Next, the optimal incubation time for quantifying myelin uptake by THP-1 macrophages (Figure 1E) and primary human microglia (Figure 1F) was determined. THP-1 macrophages were incubated with pHrodo-labeled myelin (from donors with different neurologic backgrounds) for 2, 4, 6, 8, 24, 48, and 72 hours, and the percentage of cells that phagocytosed myelin was measured with flow cytometry. As shown, phagocytosis peaked at 24 hours, after which a plateau was reached. This indicates that either THP-1 does not phagocytose more myelin or an equilibrium is reached between uptake and breakdown. For further experiments, THP-1 macrophages were incubated for 6 hours and for 24 hours, to measure progressing and peak phagocytosis, respectively. Microglia were incubated with pHrodo-labeled myelin (from donors with different neurologic backgrounds) for 2, 4, 6, 24, and 72 hours. Contrary to THP-1 macrophages, myelin uptake by microglia was a continuous process that did not saturate within 72 hours, the latest time point measured. However, because of increased cell death at this time point, phagocytosis was measured after 24 hours in further experiments. The time dynamics of myelin phagocytosis (pHrodo signal) during pilot studies was the same in either THP-1 macrophages or human microglia, independent of the neurologic background of the myelin donors. This indicates that differences found in uptake of MS and control donor myelin at specific time points is not a result of differences in phagocytosis speed or endosomal acidification, as this would result in a shift in the timeline experiments.

The fluorescent intensity of individual myelin samples was measured at pH 4. Labeling efficiency varied slightly between the myelin samples used, but no correlation was found between the fluorescence of myelin samples at pH 4 and the fluorescence intensity of cells that had taken up these myelin samples (percentage of fluorescent cells and total amount of myelin uptake expressed as the geoMFI), indicating that labeling efficiency did not influence the phagocytosis results (not shown).

Increased phagocytosis of multiple sclerosis-derived myelin

THP-1 macrophages were incubated with pHrodo-labeled myelin samples from NAWM of 11 MS and 12 control donors for 6 hours and 24 hours, and phagocytosis by viable cells was measured by using flow cytometry (Figure 2A).

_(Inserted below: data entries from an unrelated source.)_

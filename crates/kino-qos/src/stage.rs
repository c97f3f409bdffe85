//! Session stage machine
//!
//! Tracks the macro lifecycle [`Stage`] of one playback attempt and its
//! [`SubStage`]. Transitions are table driven; combinations the table does not
//! list are ignored because the player may re-emit events at any time.

use crate::events::{Emitter, Subscription};
use crate::types::*;
use serde::{Deserialize, Serialize};
use std::collections::HashMap;
use tracing::debug;

/// Stage change notification
#[derive(Debug, Clone, Copy, PartialEq, Serialize, Deserialize)]
pub struct StageChange {
    pub stage: Stage,
    pub previous: Stage,
    pub timestamp: i64,
}

/// Events driving the stage machine
#[derive(Debug, Clone, Copy, PartialEq, Eq)]
pub enum StageEvent {
    EnterPage,
    CuePointFilled { is_preroll: bool },
    AdPodFetch { kind: AdBreakKind },
    AdPodFetchSuccess,
    AdPodFetchError,
    AdPodEmpty,
    AdPlayerSetup,
    AdStartLoad,
    AdFirstFrameViewed,
    AdCurrentTimeProgressed,
    AdPodComplete,
    ContentStartLoad { is_resume_from_ad: bool },
    ContentFirstFrameViewed,
    ContentCurrentTimeProgressed,
    Fallback,
    ReloadSrc,
}

/// Outcome of a table lookup
#[derive(Debug, Clone, Copy, PartialEq, Eq)]
struct Transition {
    stage: Stage,
    /// `None` leaves the sub-stage as the stage write left it
    sub_stage: Option<SubStage>,
    /// Record the early-start timestamp
    mark_early_start: bool,
}

impl Transition {
    fn to(stage: Stage) -> Self {
        Self {
            stage,
            sub_stage: None,
            mark_early_start: false,
        }
    }

    fn with_sub(mut self, sub_stage: SubStage) -> Self {
        self.sub_stage = Some(sub_stage);
        self
    }

    fn early_start(mut self) -> Self {
        self.mark_early_start = true;
        self
    }
}

/// `(current stage, event) -> next` table
fn transition(current: Stage, event: StageEvent) -> Option<Transition> {
    use Stage::*;
    use StageEvent as E;

    match (current, event) {
        (_, E::EnterPage) => Some(Transition::to(Idle)),

        (None | Idle, E::CuePointFilled { is_preroll: true }) => Some(Transition::to(BeforePreroll)),
        (Ready | EarlyStart | InStream | AfterPreroll | AfterMidroll, E::CuePointFilled { is_preroll: false }) => {
            Some(Transition::to(BeforeMidroll))
        }

        (None | Idle, E::AdPodFetch { kind: AdBreakKind::Preroll }) => {
            Some(Transition::to(BeforePreroll).with_sub(SubStage::AdPodFetching))
        }
        (s, E::AdPodFetch { .. }) if s.is_ad_startup() => Some(Transition::to(s).with_sub(SubStage::AdPodFetching)),
        (s, E::AdPodFetchSuccess) if s.is_ad_startup() => {
            Some(Transition::to(s).with_sub(SubStage::AdPodFetchSuccess))
        }
        (s, E::AdPodFetchError) if s.is_ad_startup() => Some(Transition::to(s).with_sub(SubStage::AdPodFetchError)),
        (BeforePreroll, E::AdPodEmpty) => Some(Transition::to(EmptyPreroll)),
        (BeforeMidroll, E::AdPodEmpty) => Some(Transition::to(InStream)),

        (s, E::AdPlayerSetup) if s.is_ad_startup() => Some(Transition::to(s).with_sub(SubStage::SetupAdsPlayer)),
        (BeforePreroll | EmptyPreroll | Preroll, E::AdStartLoad) => {
            Some(Transition::to(Preroll).with_sub(SubStage::StartLoad))
        }
        (BeforeMidroll | Midroll, E::AdStartLoad) => Some(Transition::to(Midroll).with_sub(SubStage::StartLoad)),
        (Preroll | Midroll, E::AdFirstFrameViewed) => {
            Some(Transition::to(current).with_sub(SubStage::ViewedFirstFrame))
        }
        (BeforePreroll, E::AdCurrentTimeProgressed) => {
            Some(Transition::to(Preroll).with_sub(SubStage::ViewedFirstFrame))
        }
        (BeforeMidroll, E::AdCurrentTimeProgressed) => {
            Some(Transition::to(Midroll).with_sub(SubStage::ViewedFirstFrame))
        }
        (Preroll, E::AdPodComplete) => Some(Transition::to(AfterPreroll).with_sub(SubStage::AdPodComplete)),
        (Midroll, E::AdPodComplete) => Some(Transition::to(AfterMidroll).with_sub(SubStage::AdPodComplete)),

        (None | Idle | EmptyPreroll | BeforePreroll, E::ContentStartLoad { .. }) => {
            Some(Transition::to(ContentStartup).with_sub(SubStage::StartLoad))
        }
        (AfterPreroll | AfterMidroll | Fallback | Reload, E::ContentStartLoad { .. }) => {
            Some(Transition::to(current).with_sub(SubStage::StartLoad))
        }
        (s, E::ContentFirstFrameViewed) if s.is_after_ad() => {
            Some(Transition::to(s).with_sub(SubStage::ViewedFirstFrame))
        }
        (s, E::ContentFirstFrameViewed) if !s.is_ad() && !matches!(s, EarlyStart | InStream | BeforeMidroll) => {
            Some(Transition::to(Ready).with_sub(SubStage::ViewedFirstFrame))
        }
        (Ready, E::ContentCurrentTimeProgressed) => Some(Transition::to(EarlyStart).early_start()),
        (s, E::ContentCurrentTimeProgressed) if s.is_after_ad() => {
            Some(Transition::to(s).with_sub(SubStage::None).early_start())
        }

        (s, E::Fallback) if !s.is_ad() => Some(Transition::to(Fallback)),
        (s, E::ReloadSrc) if !s.is_ad() => Some(Transition::to(Reload)),

        _ => Option::None,
    }
}

/// Macro lifecycle state machine for one playback attempt
#[derive(Debug, Clone)]
pub struct SessionStageMachine {
    stage: Stage,
    sub_stage: SubStage,
    early_start_ts: Option<i64>,
    entered_at: HashMap<Stage, i64>,
    in_stream_promotion_ms: i64,
}

impl SessionStageMachine {
    pub fn new(in_stream_promotion_ms: i64) -> Self {
        Self {
            stage: Stage::None,
            sub_stage: SubStage::None,
            early_start_ts: None,
            entered_at: HashMap::new(),
            in_stream_promotion_ms,
        }
    }

    pub fn stage(&self) -> Stage {
        self.stage
    }

    pub fn sub_stage(&self) -> SubStage {
        self.sub_stage
    }

    pub fn early_start_ts(&self) -> Option<i64> {
        self.early_start_ts
    }

    /// Timestamp at which `stage` was last entered
    pub fn entered_at(&self, stage: Stage) -> Option<i64> {
        self.entered_at.get(&stage).copied()
    }

    /// Apply an event; returns the stage change if the stage moved
    pub fn apply(&mut self, event: StageEvent, now: i64) -> Option<StageChange> {
        let Some(next) = transition(self.stage, event) else {
            debug!(stage = %self.stage, event = ?event, "Ignoring stage event");
            return None;
        };

        let change = self.set_stage(next.stage, now);
        if let Some(sub_stage) = next.sub_stage {
            self.sub_stage = sub_stage;
        }
        if next.mark_early_start {
            self.early_start_ts = Some(now);
        }
        change
    }

    /// Time based promotion; the only non event-driven transition
    pub fn timeupdate(&mut self, now: i64) -> Option<StageChange> {
        match self.stage {
            Stage::Fallback | Stage::Reload => {
                let change = self.set_stage(Stage::EarlyStart, now);
                self.early_start_ts = Some(now);
                change
            }
            s if s == Stage::EarlyStart || (s.is_after_ad() && self.sub_stage == SubStage::None) => {
                match self.early_start_ts {
                    Some(ts) if now - ts > self.in_stream_promotion_ms => self.set_stage(Stage::InStream, now),
                    _ => None,
                }
            }
            _ => None,
        }
    }

    /// Write the stage; writing the current value is a no-op
    fn set_stage(&mut self, stage: Stage, now: i64) -> Option<StageChange> {
        if stage == self.stage {
            return None;
        }
        let previous = self.stage;
        self.stage = stage;
        self.sub_stage = SubStage::None;
        self.entered_at.insert(stage, now);
        debug!(from = %previous, to = %stage, "Stage change");
        Some(StageChange {
            stage,
            previous,
            timestamp: now,
        })
    }
}

/// Stage change fan-out for downstream observers
#[derive(Default)]
pub struct StageObservers {
    emitter: Emitter<StageChange>,
}

impl StageObservers {
    pub fn new() -> Self {
        Self::default()
    }

    pub fn subscribe(&self, listener: impl FnMut(&StageChange) + Send + 'static) -> Subscription {
        self.emitter.on(listener)
    }

    pub fn notify(&self, change: Option<StageChange>) {
        if let Some(change) = change {
            self.emitter.emit(&change);
        }
    }
}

At 6 hours and 24 hours, a shift toward more uptake of MS myelin was detected (Figure 2B). Both the percentage of cells that had phagocytosed myelin and the amount of myelin taken up by the cells were significantly higher when cells were incubated with MS myelin as compared with control myelin after 6 hours (P = 0.001 and P = 0.0005, respectively) and 24 hours (P = 0.0006 and P = 0.0001, respectively) (Figure 2C).
Figure 2

Increased uptake of MS myelin by THP-1 macrophages after 6 and 24 hours. (A) Flow-cytometric analysis of live cells defined by forward and sideward scatter (FSC and SSC) characteristics and the viability dye eFluor for uptake of pHrodo-labeled myelin after 6 and 24 hours of incubation. (B). Histograms showing uptake of 11 MS and 12 control myelin samples (pHrodo signal) after 6 and 24 hours. (C) THP-1 macrophages phagocytosed MS myelin more efficiently than control myelin after 6 and 24 hours. Both the percentage of cells that took up myelin and the amount of myelin taken up (geoMFI) was significantly higher when cells were incubated with MS myelin. Shown is the mean for each myelin sample in four independent experiments. Data were analyzed with the Mann–Whitney U test. HC, healthy control; MS, multiple sclerosis. * < 0.05; ** < 0.005; *** < 0.0005.

Next, we measured uptake of the myelin samples by primary microglia isolated from fresh human brain tissue. Microglia were isolated from NAWM of 10 brain donors and incubated for 24 hours with the 11 MS and 12 control myelin samples. Myelin phagocytosis by viable cells was assessed with flow cytometry (Figure 3A). Again, a shift was observed toward more uptake of MS myelin (Figure 3B). Quantification of the uptake of the individual myelin samples by the 10 microglia isolates revealed no significant difference in the percentage of pHrodo-positive cells (P = 0.4791). However, an increase was observed in the amount of myelin taken up (P = 0.0106) when cells were incubated with MS myelin as compared with control myelin (Figure 3C).
Figure 3

Increased uptake of MS myelin by primary human microglia after 24 hours. (A) Flow-cytometric analysis of live cells defined by forward and sideward scatter (FSC and SSC) characteristics and the viability dye eFluor were analyzed for uptake of pHrodo-labeled myelin after 24 hours of incubation. (B) Histograms showing uptake of 11 MS and 12 control myelin samples (pHrodo signal) after 24 hours. (C) Microglia phagocytosed MS myelin more efficiently than control myelin after 24 hours. The amount of myelin phagocytosed (geoMFI) was significantly higher when cells were incubated with MS myelin. Shown is the mean of 10 independent experiments. Data were analyzed with the Mann Whitney U test. HC, healthy control; MS, multiple sclerosis.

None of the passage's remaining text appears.